Air Liquide’s plan to buy into Sasol’s air separation units has got the thumbs up from South Africa’s Competition Tribunal – although with some provisos.
The companies agreed to make a number of commitments in the public interest, Sasol has said.
The tribunal said the deal was unlikely to prevent, or reduce, competition in the relevant markets.
The two companies have committed to a “substantial reduction” of carbon emissions at the 16 air separation units (ASUs) over the next 10 years. They did not provide an exact figure.
Other concessions included investments in the assets and a pledge not to retrench any employees as a result of the merger. They also agreed to procure services – where possible – from smaller companies and black-owned enterprises.
Furthermore, they agreed that should there be surplus liquid oxygen that is required in an emergency it will make this available. This would be subject to quality specifications and receiving a market related price.
Air Liquide is buying the separators for around $500 million. The buyer has said it plans to cut emissions at the site by 30-40%. Sasol’s Secunda plant is the largest single source of carbon emissions in the world.

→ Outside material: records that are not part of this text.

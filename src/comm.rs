//! Message-passing seam and the in-memory process group.
//!
//! The harness only ever talks to [`Communicator`]: tagged, blocking,
//! source-addressed sends and receives plus a barrier over an explicit
//! participant list. [`LocalGroup`] is the shipped backend, running every
//! rank on its own OS thread with one FIFO byte channel per ordered rank
//! pair. A rank that unwinds drops its endpoints, which surfaces as
//! [`CommError::Disconnected`] on every peer blocked on it — the in-memory
//! analogue of a group abort: nobody is left wedged.

use std::fmt;
use std::sync::mpsc::{self, Receiver, Sender};
use std::thread;

use bytemuck::{Pod, Zeroable};

pub type Tag = u32;

/// Barrier token traffic; reserved across the crate.
pub const TAG_BARRIER: Tag = 0x00b0;

/// Declared thread support of the messaging layer, ordered from none to
/// full. With more than one active rank and a level below `Funneled`, local
/// transform threading must be disabled.
#[derive(Debug, Clone, Copy, PartialEq, Eq, PartialOrd, Ord)]
pub enum ThreadLevel {
    Single,
    Funneled,
    Serialized,
    Multiple,
}

#[derive(Debug, Clone, PartialEq, Eq)]
pub enum CommError {
    /// The peer's endpoints are gone; it exited or panicked.
    Disconnected { peer: usize },
    /// A receive matched a message carrying an unexpected tag; the protocol
    /// on the two sides has diverged.
    TagMismatch { expected: Tag, got: Tag },
    /// Payload length disagrees with the receiver's geometry.
    PayloadSize { expected: usize, got: usize },
}

impl fmt::Display for CommError {
    fn fmt(&self, f: &mut fmt::Formatter<'_>) -> fmt::Result {
        match self {
            CommError::Disconnected { peer } => write!(f, "rank {peer} disconnected"),
            CommError::TagMismatch { expected, got } => {
                write!(f, "expected tag {expected:#x}, received {got:#x}")
            }
            CommError::PayloadSize { expected, got } => {
                write!(f, "expected {expected}-byte payload, received {got}")
            }
        }
    }
}

impl std::error::Error for CommError {}

pub trait Communicator {
    fn rank(&self) -> usize;
    fn size(&self) -> usize;
    fn thread_level(&self) -> ThreadLevel;
    /// Blocking tagged send of a raw payload.
    fn send_bytes(&self, dest: usize, tag: Tag, data: &[u8]) -> Result<(), CommError>;
    /// Blocks until the next message from `source` arrives; its tag must
    /// match `tag`.
    fn recv_bytes(&self, source: usize, tag: Tag) -> Result<Vec<u8>, CommError>;

    fn send_slice<T: Pod>(&self, dest: usize, tag: Tag, data: &[T]) -> Result<(), CommError>
    where
        Self: Sized,
    {
        self.send_bytes(dest, tag, bytemuck::cast_slice(data))
    }

    fn recv_slice<T: Pod>(&self, source: usize, tag: Tag) -> Result<Vec<T>, CommError>
    where
        Self: Sized,
    {
        let bytes = self.recv_bytes(source, tag)?;
        let elem = core::mem::size_of::<T>();
        if elem == 0 || bytes.len() % elem != 0 {
            return Err(CommError::PayloadSize {
                expected: elem,
                got: bytes.len(),
            });
        }
        // The channel buffer has no alignment guarantee; copy through a
        // properly aligned vector instead of reinterpreting in place.
        let mut out = vec![T::zeroed(); bytes.len() / elem];
        bytemuck::cast_slice_mut::<T, u8>(&mut out).copy_from_slice(&bytes);
        Ok(out)
    }

    /// Receives exactly `out.len()` elements from `source` into `out`.
    fn recv_slice_into<T: Pod>(
        &self,
        source: usize,
        tag: Tag,
        out: &mut [T],
    ) -> Result<(), CommError>
    where
        Self: Sized,
    {
        let bytes = self.recv_bytes(source, tag)?;
        let expected = core::mem::size_of_val(out);
        if bytes.len() != expected {
            return Err(CommError::PayloadSize {
                expected,
                got: bytes.len(),
            });
        }
        bytemuck::cast_slice_mut::<T, u8>(out).copy_from_slice(&bytes);
        Ok(())
    }

    /// Sends `data` as `parts` roughly equal messages (the block-divisor
    /// tuning knob; both sides must agree on `parts`).
    fn send_slice_parts<T: Pod>(
        &self,
        dest: usize,
        tag: Tag,
        data: &[T],
        parts: usize,
    ) -> Result<(), CommError>
    where
        Self: Sized,
    {
        if data.is_empty() {
            return self.send_bytes(dest, tag, &[]);
        }
        let parts = parts.clamp(1, data.len());
        let chunk = data.len().div_ceil(parts);
        for piece in data.chunks(chunk) {
            self.send_slice(dest, tag, piece)?;
        }
        Ok(())
    }

    /// Counterpart of [`Communicator::send_slice_parts`].
    fn recv_slice_parts_into<T: Pod>(
        &self,
        source: usize,
        tag: Tag,
        out: &mut [T],
        parts: usize,
    ) -> Result<(), CommError>
    where
        Self: Sized,
    {
        if out.is_empty() {
            let bytes = self.recv_bytes(source, tag)?;
            if !bytes.is_empty() {
                return Err(CommError::PayloadSize {
                    expected: 0,
                    got: bytes.len(),
                });
            }
            return Ok(());
        }
        let parts = parts.clamp(1, out.len());
        let chunk = out.len().div_ceil(parts);
        for piece in out.chunks_mut(chunk) {
            self.recv_slice_into(source, tag, piece)?;
        }
        Ok(())
    }

    /// Blocks until every rank in `participants` has arrived. A no-op for
    /// ranks not on the list, so subsets (e.g. only the active grid) can
    /// synchronize while the rest proceed to teardown.
    fn barrier(&self, participants: &[usize]) -> Result<(), CommError>
    where
        Self: Sized,
    {
        let me = self.rank();
        if participants.len() < 2 || !participants.contains(&me) {
            return Ok(());
        }
        let root = participants[0];
        if me == root {
            for &r in &participants[1..] {
                self.recv_bytes(r, TAG_BARRIER)?;
            }
            for &r in &participants[1..] {
                self.send_bytes(r, TAG_BARRIER, &[])?;
            }
        } else {
            self.send_bytes(root, TAG_BARRIER, &[])?;
            self.recv_bytes(root, TAG_BARRIER)?;
        }
        Ok(())
    }
}

struct Packet {
    tag: Tag,
    bytes: Vec<u8>,
}

/// One rank's endpoints inside a [`LocalGroup`].
pub struct LocalComm {
    rank: usize,
    size: usize,
    level: ThreadLevel,
    /// Senders indexed by destination rank.
    peers: Vec<Sender<Packet>>,
    /// Receivers indexed by source rank.
    inbox: Vec<Receiver<Packet>>,
}

impl Communicator for LocalComm {
    fn rank(&self) -> usize {
        self.rank
    }

    fn size(&self) -> usize {
        self.size
    }

    fn thread_level(&self) -> ThreadLevel {
        self.level
    }

    fn send_bytes(&self, dest: usize, tag: Tag, data: &[u8]) -> Result<(), CommError> {
        self.peers[dest]
            .send(Packet {
                tag,
                bytes: data.to_vec(),
            })
            .map_err(|_| CommError::Disconnected { peer: dest })
    }

    fn recv_bytes(&self, source: usize, tag: Tag) -> Result<Vec<u8>, CommError> {
        let packet = self.inbox[source]
            .recv()
            .map_err(|_| CommError::Disconnected { peer: source })?;
        if packet.tag != tag {
            return Err(CommError::TagMismatch {
                expected: tag,
                got: packet.tag,
            });
        }
        Ok(packet.bytes)
    }
}

/// In-memory process group: one thread per rank.
pub struct LocalGroup;

impl LocalGroup {
    /// Runs `f` once per rank, each on its own thread, and returns rank 0's
    /// result. A panicked rank forces a non-zero result; its peers observe
    /// [`CommError::Disconnected`] rather than hanging.
    pub fn run<F>(size: usize, level: ThreadLevel, f: F) -> i32
    where
        F: Fn(LocalComm) -> i32 + Send + Sync,
    {
        if size == 0 {
            return 0;
        }
        let mut senders: Vec<Vec<Sender<Packet>>> =
            (0..size).map(|_| Vec::with_capacity(size)).collect();
        let mut inboxes: Vec<Vec<Option<Receiver<Packet>>>> =
            (0..size).map(|_| (0..size).map(|_| None).collect()).collect();
        for src in 0..size {
            for dst in 0..size {
                let (tx, rx) = mpsc::channel();
                senders[src].push(tx);
                inboxes[dst][src] = Some(rx);
            }
        }
        let comms: Vec<LocalComm> = senders
            .into_iter()
            .zip(inboxes)
            .enumerate()
            .map(|(rank, (peers, inbox))| LocalComm {
                rank,
                size,
                level,
                peers,
                inbox: inbox.into_iter().flatten().collect(),
            })
            .collect();
        thread::scope(|scope| {
            let f = &f;
            let handles: Vec<_> = comms
                .into_iter()
                .map(|comm| scope.spawn(move || f(comm)))
                .collect();
            let mut result = 0;
            for (rank, handle) in handles.into_iter().enumerate() {
                match handle.join() {
                    Ok(code) => {
                        if rank == 0 {
                            result = code;
                        }
                    }
                    Err(_) => {
                        log::error!("rank {rank} panicked");
                        if result == 0 {
                            result = 1;
                        }
                    }
                }
            }
            result
        })
    }
}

The ASUs produce gases primarily for internal use by Sasol, in the production of liquid fuels and chemicals.
Sasol and Air Liquide launched a plan to secure renewable energy supplies in April. They have said they are aiming to buy 900 MW of renewable capacity by 2030.
The question of job cuts is a hot topic in South Africa for all companies.
Eskom’s CEO Andre de Ruyter, talking to a select committee, had to play down fears of retrenchments. Restructuring Eskom will not lead to forced job losses, he said.